Astrocyte-derived exosomes carry microRNA-17-5p to protect neonatal rats from hypoxic-ischemic brain damage via inhibiting BNIP-2 expression

Exosomes play critical roles in neurogenesis. This study aims to explore the mechanism of astrocyte-derived exosomes in neonatal rats with hypoxic-ischemic brain damage (HIBD). Astrocytes were collected and astrocyte-derived exosomes were isolated and identified. Neonatal rats were pre-treated with exosomes and then subjected to HIBD induction. Then the neurobehaviors, neuronal apoptosis, inflammation and oxidative stress in rat brain were measured. Differentially expressed microRNAs (miRNAs) in rat brain before and after HI procedure were analyzed. H19-7 cells were subjected to oxygen and glucose deprivation (OGD) for in vitro studies. Target relation between miR-17-5p and BNIP2 was identified.
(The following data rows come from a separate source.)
//! Change synchronization with the external agent service.
//!
//! # Responsibility
//! - Decide when an edit is worth a sync round-trip.
//! - Define the agent bridge wire protocol and its TCP client.
//!
//! # Invariants
//! - Sync is best-effort: failures are logged, never raised into editing.

pub mod bridge;
pub mod change_detector;
pub mod protocol;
Gain- and loss-of functions of miR-17-5p and BNIP2 were conducted to identify their roles in viability, apoptosis, oxidative stress and inflammation of OGDtreated cells. Collectively, astrocyte-derived exosomes improved neurobehaviors, and reduced cerebral infarction, neuronal apoptosis, oxidative and inflammation in vivo and in vitro. The exosomes carried miR-17-5p bound to BNIP2 and negatively regulated BNIP2 expression in OGD-treated cells. Over-expression of miR-17-5p increased viability, and decreased OGD-induced apoptosis, oxidative stress and inflammation of H19-7 cells, which were reversed by over-expression of BNIP2. Taken together, the study suggested that astrocyte-derived exosomes could carry miR-17-5p to protect neonatal rats from HIBD via inhibiting BNIP-2 expression.

Automated summary

This study aimed to investigate the protective effect and mechanism of astrocyte-derived exosomes on neonatal rats with hypoxic-ischemic brain damage. The results showed that exosomes carried miR-17-5p to negatively regulate BNIP-2 expression, reducing brain damage and improving cell viability.